Friday, 19 May 2023

Homily For Saturday Sixth Week of Eastertide Year A, 20th May, 2023

Readings: Acts 18:23-28; Ps.47;  John 16:23-28

Rev. Fr. Emmanuel Emenike Onyi

 

WHY CONCLUDING OUR PRAYERS WITH "THROUGH CHRIST OUR LORD”

 

People often asked why most of our liturgical prayers ends with the phrase ‘through Christ our Lord'. Is this necessary since God can here us directly? Anyway, the answer to this question is found in our Gospel passage today, when Jesus said to his disciples: ‘I tell you most solemnly, anything you ask for from the Father he will grant in my name. Until now you have not asked for anything in my name. Ask and you will receive, and so your joy will be complete... because the Father himself loves you for loving me.’

 

Here Jesus makes a solemn promise to his disciples that whatever they ask the Father in his name will be given to them. This is because in Jesus the disciples will experience a direct contact with the Father. His name becomes the link that will usher them into the divine relationship between the Son and the Father. For it is through this relationship that the disciples will come to experience the divine privilege that will give access to their request from God.   

 

Therefore the Greek word ‘dia’ which can be translated as both ‘by’ and ‘through’ can be linked to the words of Jesus when he said in John 14:6  ‘I am the way. No one can come to the Father except “through“ me’. Thus, Jesus is the way through which we can come to God.
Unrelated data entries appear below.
//! Renderable box records.

use serde::Serialize;

use crate::core::types::{Orientation, Point3D};

/// RGBA colour, channels in [0, 1].
#[derive(Debug, Clone, Copy, PartialEq, Serialize)]
pub struct Color {
    pub r: f32,
    pub g: f32,
    pub b: f32,
    pub a: f32,
}

impl Color {
    pub const fn new(r: f32, g: f32, b: f32, a: f32) -> Self {
        Self { r, g, b, a }
    }
}

/// One axis-aligned (in its own pose) box for visualization.
#[derive(Debug, Clone, PartialEq, Serialize)]
pub struct BoxMarker {
    /// Marker group ("boxes", "range")
    pub namespace: String,
    /// Identifier within the namespace
    pub id: u32,
    /// Frame the pose is expressed in
    pub frame_id: String,
    /// Creation time (microseconds since epoch)
    pub stamp_us: u64,
    pub position: Point3D,
    pub orientation: Orientation,
    /// Box extent along its local x, y, z axes
    pub scale: Point3D,
    pub color: Color,
    /// Seconds until the marker expires; `None` persists until replaced
    pub lifetime_s: Option<f32>,
}

/// All detection markers of one tick, published as a unit.
#[derive(Debug, Clone, Default, PartialEq, Serialize)]
pub struct MarkerBatch {
    pub stamp_us: u64,
    pub markers: Vec<BoxMarker>,
}

impl MarkerBatch {
    pub fn new(stamp_us: u64) -> Self {
        Self {
            stamp_us,
            markers: Vec::new(),
        }
    }

    pub fn len(&self) -> usize {
        self.markers.len()
    }

    pub fn is_empty(&self) -> bool {
        self.markers.is_empty()
    }
}
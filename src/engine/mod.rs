//! Detection engine abstraction.
//!
//! The node treats the detector as an external collaborator: it hands over
//! the latest non-ground cloud, asks for one inference, and reads back the
//! resulting detection list. Only that call contract lives here.
//!
//! # Engines
//!
//! | Kind | Description |
//! |------|-------------|
//! | `mock` | Scripted engine returning a fixed list ([`MockEngine`]) |

mod mock;

pub use mock::MockEngine;

use std::sync::Arc;

use serde::Deserialize;

use crate::core::types::{Detection, PointCloud};
use crate::error::{DrishtiError, EngineError};

/// Result alias for engine operations.
pub type EngineResult<T> = std::result::Result<T, EngineError>;

/// Object detection engine.
///
/// Calls happen in a fixed order per cycle: `set_input_cloud`, `infer`,
/// then `detections`. The list returned by `detections` stays valid until
/// the next successful `infer`.
pub trait DetectionEngine: Send {
    /// Build the engine. Called once at startup; failure is fatal.
    fn init(&mut self, config: &EngineConfig) -> EngineResult<()>;

    /// Hand over the cloud for the next inference.
    fn set_input_cloud(&mut self, cloud: Arc<PointCloud>);

    /// Run one inference over the current input cloud.
    fn infer(&mut self) -> EngineResult<()>;

    /// Detections from the last successful inference.
    fn detections(&self) -> &[Detection];

    /// Engine name for diagnostics.
    fn name(&self) -> &'static str;
}

/// Engine selection and parameters.
#[derive(Debug, Clone, Deserialize)]
pub struct EngineConfig {
    /// Engine kind ("mock")
    #[serde(default = "default_kind")]
    pub kind: String,

    /// Model file handed to the engine at init
    #[serde(default)]
    pub model_path: Option<String>,

    /// Detections returned on every successful inference (mock)
    #[serde(default)]
    pub detections: Vec<Detection>,

    /// Fail every Nth inference, 0 = never (mock)
    #[serde(default)]
    pub fail_every: u32,

    /// Simulated inference latency in milliseconds (mock)
    #[serde(default)]
    pub latency_ms: u64,

    /// Fail at init (mock)
    #[serde(default)]
    pub fail_init: bool,
}

fn default_kind() -> String {
    "mock".to_string()
}

impl Default for EngineConfig {
    fn default() -> Self {
        Self {
            kind: default_kind(),
            model_path: None,
            detections: Vec::new(),
            fail_every: 0,
            latency_ms: 0,
            fail_init: false,
        }
    }
}

/// Create and initialize the engine named by `config.kind`.
pub fn create_engine(config: &EngineConfig) -> crate::error::Result<Box<dyn DetectionEngine>> {
    let mut engine: Box<dyn DetectionEngine> = match config.kind.to_lowercase().as_str() {
        "mock" => Box::new(MockEngine::new()),
        other => {
            return Err(DrishtiError::Config(format!(
                "Unknown engine kind '{}'",
                other
            )));
        }
    };

    engine.init(config)?;
    log::info!("{} engine build succeeded", engine.name());
    Ok(engine)
}

#[cfg(test)]
mod tests {
    use super::*;

    #[test]
    fn test_create_mock_engine() {
        let engine = create_engine(&EngineConfig::default()).unwrap();
        assert_eq!(engine.name(), "mock");
        assert!(engine.detections().is_empty());
    }

    #[test]
    fn test_unknown_kind_is_config_error() {
        let config = EngineConfig {
            kind: "tensorrt".to_string(),
            ..Default::default()
        };
        assert!(matches!(
            create_engine(&config),
            Err(DrishtiError::Config(_))
        ));
    }

    #[test]
    fn test_init_failure_propagates() {
        let config = EngineConfig {
            fail_init: true,
            ..Default::default()
        };
        assert!(matches!(
            create_engine(&config),
            Err(DrishtiError::Engine(EngineError::InitFailed(_)))
        ));
    }
}
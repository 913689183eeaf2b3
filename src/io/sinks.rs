//! Output sinks for the three published streams.
//!
//! | Sink | Transport |
//! |------|-----------|
//! | [`ChannelSink`] | crossbeam channel, non-blocking |
//! | [`LogSink`] | one log line per item |
//! | [`JsonLinesSink`] | one JSON object per line to any writer |

use std::fs::File;
use std::io::{BufWriter, Write};
use std::path::Path;

use crossbeam_channel::{Sender, TrySendError};
use serde::Serialize;

use crate::core::types::PointCloud;
use crate::error::{DrishtiError, Result};
use crate::publish::{BoxMarker, MarkerBatch};

/// Topic names, one per output stream.
pub mod topics {
    pub const NON_GROUND: &str = "/non_ground_points";
    pub const DETECTIONS: &str = "/centerpoint/dets";
    pub const RANGE: &str = "/filtered_points_range";
}

/// Destination for one output stream.
pub trait Sink<T>: Send {
    /// Publish one item.
    fn publish(&mut self, item: &T) -> Result<()>;

    /// Sink name for diagnostics.
    fn name(&self) -> &str;
}

/// One-line description of a published item.
pub trait Summary {
    fn summary(&self) -> String;
}

impl Summary for PointCloud {
    fn summary(&self) -> String {
        format!("{} points in '{}'", self.len(), self.frame_id)
    }
}

impl Summary for MarkerBatch {
    fn summary(&self) -> String {
        format!("{} markers", self.len())
    }
}

impl Summary for BoxMarker {
    fn summary(&self) -> String {
        format!(
            "{}/{} at ({:.2}, {:.2}, {:.2}) in '{}'",
            self.namespace,
            self.id,
            self.position.x,
            self.position.y,
            self.position.z,
            self.frame_id
        )
    }
}

/// Sends clones into a bounded channel, dropping when full.
pub struct ChannelSink<T> {
    topic: String,
    tx: Sender<T>,
    dropped: u64,
}

impl<T> ChannelSink<T> {
    pub fn new(topic: &str, tx: Sender<T>) -> Self {
        Self {
            topic: topic.to_string(),
            tx,
            dropped: 0,
        }
    }

    /// Items dropped because the receiver was behind.
    pub fn dropped(&self) -> u64 {
        self.dropped
    }
}

impl<T: Clone + Send> Sink<T> for ChannelSink<T> {
    fn publish(&mut self, item: &T) -> Result<()> {
        match self.tx.try_send(item.clone()) {
            Ok(()) => Ok(()),
            Err(TrySendError::Full(_)) => {
                self.dropped += 1;
                log::debug!("{}: receiver behind, dropping item", self.topic);
                Ok(())
            }
            Err(TrySendError::Disconnected(_)) => Err(DrishtiError::Channel(format!(
                "{} receiver disconnected",
                self.topic
            ))),
        }
    }

    fn name(&self) -> &str {
        &self.topic
    }
}

/// Logs a one-line summary of every item.
pub struct LogSink {
    topic: String,
}

impl LogSink {
    pub fn new(topic: &str) -> Self {
        Self {
            topic: topic.to_string(),
        }
    }
}

impl<T: Summary> Sink<T> for LogSink {
    fn publish(&mut self, item: &T) -> Result<()> {
        log::debug!("{}: {}", self.topic, item.summary());
        Ok(())
    }

    fn name(&self) -> &str {
        &self.topic
    }
}

/// JSON-lines record wrapper.
#[derive(Serialize)]
struct Record<'a, T> {
    topic: &'a str,
    data: &'a T,
}

/// Writes `{"topic": ..., "data": ...}` lines.
pub struct JsonLinesSink<W: Write + Send> {
    topic: String,
    writer: W,
}

impl<W: Write + Send> JsonLinesSink<W> {
    pub fn new(topic: &str, writer: W) -> Self {
        Self {
            topic: topic.to_string(),
            writer,
        }
    }

    /// Consume the sink, returning the writer.
    pub fn into_inner(self) -> W {
        self.writer
    }
}

impl JsonLinesSink<BufWriter<File>> {
    /// Create (truncating) a JSON-lines file.
    pub fn create<P: AsRef<Path>>(topic: &str, path: P) -> Result<Self> {
        let file = File::create(path)?;
        Ok(Self::new(topic, BufWriter::new(file)))
    }
}

impl<T: Serialize, W: Write + Send> Sink<T> for JsonLinesSink<W> {
    fn publish(&mut self, item: &T) -> Result<()> {
        let record = Record {
            topic: &self.topic,
            data: item,
        };
        serde_json::to_writer(&mut self.writer, &record)?;
        self.writer.write_all(b"\n")?;
        self.writer.flush()?;
        Ok(())
    }

    fn name(&self) -> &str {
        &self.topic
    }
}

/// The three output streams of the node.
pub struct OutputSinks {
    pub non_ground: Box<dyn Sink<PointCloud>>,
    pub detections: Box<dyn Sink<MarkerBatch>>,
    pub range: Box<dyn Sink<BoxMarker>>,
}

impl OutputSinks {
    /// Log-only sinks for every stream.
    pub fn logging() -> Self {
        Self {
            non_ground: Box::new(LogSink::new(topics::NON_GROUND)),
            detections: Box::new(LogSink::new(topics::DETECTIONS)),
            range: Box::new(LogSink::new(topics::RANGE)),
        }
    }
}

/// Publish to a sink, logging instead of failing.
pub fn publish_or_log<T>(sink: &mut dyn Sink<T>, item: &T) {
    if let Err(e) = sink.publish(item) {
        log::warn!("Publish to {} failed: {}", sink.name(), e);
    }
}
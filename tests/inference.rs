//! Inference cycle tests
//!
//! Exercises the engine ownership rules from outside the crate:
//! - Overlapping cycles never run the engine concurrently
//! - Failed inference republishes the last good list
//! - Empty input still reaches the engine
//!
//! Run with: `cargo test --test inference`

use std::sync::atomic::Ordering;
use std::sync::{Arc, Barrier};
use std::thread;
use std::time::Duration;

use drishti::engine::{DetectionEngine, EngineConfig, MockEngine};
use drishti::state::CloudSlot;
use drishti::{CycleOutcome, Detection, InferenceCycle, PointCloud};

fn cycle_with(engine: MockEngine) -> (InferenceCycle, Arc<CloudSlot>) {
    let mut engine = engine;
    engine.init(&EngineConfig::default()).unwrap();
    let slot = Arc::new(CloudSlot::new());
    let cycle = InferenceCycle::new(Box::new(engine), Arc::clone(&slot), "os_sensor");
    (cycle, slot)
}

fn one_box() -> Vec<Detection> {
    vec![Detection::new(4.0, 1.0, 0.0, 1.0, 1.0, 1.5, 0.7)]
}

#[test]
fn test_overlapping_cycles_are_skipped() {
    let engine = MockEngine::new()
        .with_detections(one_box())
        .with_latency(Duration::from_millis(150));
    let counters = engine.counters();
    let (cycle, _slot) = cycle_with(engine);
    let cycle = Arc::new(cycle);

    let threads = 4;
    let barrier = Arc::new(Barrier::new(threads));
    let handles: Vec<_> = (0..threads)
        .map(|_| {
            let cycle = Arc::clone(&cycle);
            let barrier = Arc::clone(&barrier);
            thread::spawn(move || {
                barrier.wait();
                cycle.run().outcome
            })
        })
        .collect();

    let outcomes: Vec<CycleOutcome> = handles.into_iter().map(|h| h.join().unwrap()).collect();
    let fresh = outcomes.iter().filter(|o| **o == CycleOutcome::Fresh).count();
    let skipped = outcomes
        .iter()
        .filter(|o| **o == CycleOutcome::Skipped)
        .count();

    assert_eq!(counters.max_active.load(Ordering::SeqCst), 1);
    assert_eq!(fresh + skipped, threads);
    assert!(skipped >= 1, "expected at least one skipped cycle");
    assert_eq!(
        counters.infer_calls.load(Ordering::SeqCst),
        fresh as u64,
        "skipped cycles must not touch the engine"
    );
}

#[test]
fn test_skipped_cycle_publishes_nothing() {
    let engine = MockEngine::new()
        .with_detections(one_box())
        .with_latency(Duration::from_millis(200));
    let (cycle, _slot) = cycle_with(engine);
    let cycle = Arc::new(cycle);

    let busy = {
        let cycle = Arc::clone(&cycle);
        thread::spawn(move || cycle.run())
    };
    thread::sleep(Duration::from_millis(50));

    let report = cycle.run();
    assert_eq!(report.outcome, CycleOutcome::Skipped);
    assert!(report.detections.is_empty());
    assert_eq!(report.input_points, 0);

    assert_eq!(busy.join().unwrap().outcome, CycleOutcome::Fresh);
}

#[test]
fn test_failure_keeps_last_good_list() {
    let (cycle, slot) = cycle_with(
        MockEngine::new()
            .with_detections(one_box())
            .with_fail_every(2),
    );
    let mut cloud = PointCloud::new("os_sensor");
    cloud.push_xyz(4.0, 1.0, 0.0);
    slot.publish(cloud);

    let outcomes: Vec<_> = (0..4).map(|_| cycle.run()).collect();

    assert_eq!(outcomes[0].outcome, CycleOutcome::Fresh);
    assert_eq!(outcomes[1].outcome, CycleOutcome::Stale);
    assert_eq!(outcomes[2].outcome, CycleOutcome::Fresh);
    assert_eq!(outcomes[3].outcome, CycleOutcome::Stale);
    for report in &outcomes {
        assert_eq!(report.detections, one_box());
        assert_eq!(report.input_points, 1);
    }
}

#[test]
fn test_failure_before_any_success_is_empty() {
    let (cycle, _slot) = cycle_with(
        MockEngine::new()
            .with_detections(one_box())
            .with_fail_every(1),
    );

    let report = cycle.run();
    assert_eq!(report.outcome, CycleOutcome::Stale);
    assert!(report.detections.is_empty());
    assert!(cycle.last_detections().is_empty());
}

#[test]
fn test_empty_slot_runs_on_empty_cloud() {
    let engine = MockEngine::new().with_detections(one_box());
    let counters = engine.counters();
    let (cycle, _slot) = cycle_with(engine);

    let report = cycle.run();

    assert_eq!(report.outcome, CycleOutcome::Fresh);
    assert_eq!(report.input_points, 0);
    assert_eq!(counters.infer_calls.load(Ordering::SeqCst), 1);
    assert_eq!(counters.last_input_len.load(Ordering::SeqCst), 0);
}

#[test]
fn test_cycle_sees_latest_publish() {
    let engine = MockEngine::new();
    let counters = engine.counters();
    let (cycle, slot) = cycle_with(engine);

    for n in 1..=3 {
        let mut cloud = PointCloud::new("os_sensor");
        for i in 0..n {
            cloud.push_xyz(i as f32, 0.0, 0.0);
        }
        slot.publish(cloud);
    }
    cycle.run();

    assert_eq!(counters.last_input_len.load(Ordering::SeqCst), 3);
    assert_eq!(cycle.engine_name(), "mock");
}
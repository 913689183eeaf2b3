//! Drishti - 3D perception preprocessing and detection publishing
//!
//! Turns a stream of 3D point cloud frames into detection box markers:
//! out-of-range points are removed, the ground plane is segmented away,
//! and the remaining points are handed to a detection engine on a fixed
//! period. Engine output is filtered, transformed to the world frame and
//! published as renderable box records.
//!
//! # Architecture
//!
//! ```text
//! ┌─────────────────────────────────────────────────────┐
//! │                  node / threads                     │  ← Orchestration
//! │        (frame thread, timer thread, replay)         │
//! └─────────────────────────────────────────────────────┘
//!                          │
//! ┌─────────────────────────────────────────────────────┐
//! │           inference / publish / io                  │  ← Periodic path
//! │   (inference cycle, marker publishing, sinks)       │
//! └─────────────────────────────────────────────────────┘
//!                          │
//! ┌─────────────────────────────────────────────────────┐
//! │      preprocessing / state / engine / transform     │  ← Per-frame path
//! │  (range filter, ground segmentation, cloud slot)    │
//! └─────────────────────────────────────────────────────┘
//!                          │
//! ┌─────────────────────────────────────────────────────┐
//! │                     core/                           │  ← Foundation
//! │            (point cloud, poses, detections)         │
//! └─────────────────────────────────────────────────────┘
//! ```
//!
//! # Data Flow
//!
//! ```text
//! frame → RangeFilter → GroundSegmenter → CloudSlot
//!                                            ⇣ (every period)
//!                     InferenceCycle → DetectionPublisher / RangeAnnouncer → sinks
//! ```

pub mod config;
pub mod core;
pub mod engine;
pub mod error;
pub mod inference;
pub mod io;
pub mod node;
pub mod preprocessing;
pub mod publish;
pub mod state;
pub mod threads;
pub mod transform;

pub use config::NodeConfig;
pub use core::types::{Detection, DetectionList, PointCloud, RangeBounds};
pub use error::{DrishtiError, EngineError, Result, TransformError};
pub use inference::{CycleOutcome, InferenceCycle};
pub use node::{Node, RunningNode};
//! Range gating filter for 3D point clouds.
//!
//! Removes points outside an axis-aligned box by chaining three
//! single-axis pass-through filters (x, then y, then z).

use crate::core::types::{Axis, PointCloud, RangeBounds};

/// Pass-through filter on a single axis.
///
/// Keeps points with `min <= coordinate <= max`. NaN never passes.
#[derive(Debug, Clone, Copy)]
pub struct AxisPassFilter {
    pub axis: Axis,
    pub min: f32,
    pub max: f32,
}

impl AxisPassFilter {
    pub fn new(axis: Axis, min: f32, max: f32) -> Self {
        Self { axis, min, max }
    }

    /// Check if a coordinate value passes.
    #[inline]
    pub fn is_valid(&self, value: f32) -> bool {
        value >= self.min && value <= self.max
    }

    /// Apply the pass to a cloud, returning a new cloud.
    pub fn apply(&self, cloud: &PointCloud) -> PointCloud {
        let values = cloud.axis(self.axis);
        cloud.retain_indexed(|i| self.is_valid(values[i]))
    }
}

/// Range filter over all three axes.
///
/// Each pass is independent, so the result equals the logical AND of the
/// three predicates whatever the pass order.
#[derive(Debug, Clone)]
pub struct RangeFilter {
    bounds: RangeBounds,
    passes: [AxisPassFilter; 3],
}

impl RangeFilter {
    /// Create a new range filter for the given bounds.
    pub fn new(bounds: RangeBounds) -> Self {
        let pass = |axis| {
            let (min, max) = bounds.limits(axis);
            AxisPassFilter::new(axis, min, max)
        };
        Self {
            bounds,
            passes: [pass(Axis::X), pass(Axis::Y), pass(Axis::Z)],
        }
    }

    pub fn bounds(&self) -> &RangeBounds {
        &self.bounds
    }

    /// Check if a point lies inside the bounds.
    #[inline]
    pub fn is_valid(&self, x: f32, y: f32, z: f32) -> bool {
        self.bounds.contains(x, y, z)
    }

    /// Apply range filtering to a cloud.
    ///
    /// Returns a new cloud with only in-range points.
    pub fn apply(&self, cloud: &PointCloud) -> PointCloud {
        let [x_pass, y_pass, z_pass] = &self.passes;
        let filtered = x_pass.apply(cloud);
        let filtered = y_pass.apply(&filtered);
        z_pass.apply(&filtered)
    }

    /// Apply the axis passes in a caller-chosen order.
    pub fn apply_in_order(&self, cloud: &PointCloud, order: [Axis; 3]) -> PointCloud {
        order.iter().fold(cloud.clone(), |acc, &axis| {
            let pass = match axis {
                Axis::X => &self.passes[0],
                Axis::Y => &self.passes[1],
                Axis::Z => &self.passes[2],
            };
            pass.apply(&acc)
        })
    }
}

impl Default for RangeFilter {
    fn default() -> Self {
        Self::new(RangeBounds::default())
    }
}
For through Jesus, we have obtained access to the grace of being God’s children.

 

This does not mean that God is inaccessible. Rather as we know God is spirit Whose nature is beyond our apprehension and different from our nature that are material and sinful. So to make himself known to us He sent His son to take our flesh upon him and to become human like us, in order to free us from the power of sin and death, so that, we can be more closer to Him through Christ His Son.

 

Hence, asking God for something through Christ ushers us into the divine grace that gives us access to divine relationship with God the Father and this has become the normal way for the Church to pray to the Father as we do in all our liturgical prayers. This is what see playing out in our first reading today when Apollos arrived Achaia and by God’s grace, he was able in energetic way refuted the Jews in public and demonstrated from the scriptures that Jesus was the Christ.

 

Dear friends, God makes himself known to us through Jesus and we come to Him through Jesus. Thus, Christ Jesus has become the divine grace through which we obtain the divine access into the divine life of the Trinity. And this is the source of our joy as Christians. For this give us the divine access to include Jesus  in our daily decision making. And try to see things the way he does and when this happens we transcend ourselves into the divine relationship that will make us to be open to the will of God and so obtain from him whatever we need. This is why we conclude most of our prayer in the name of Christ Jesus.

 

LET US PRAY: Lord God, as we learn to present our needs to you through your Son Jesus, grant we pray that we may obtain through him the divine access to your will and so grant all our petitions according to your Holy will through Christ our Lord. Amen. Do have a grace-filled weekend.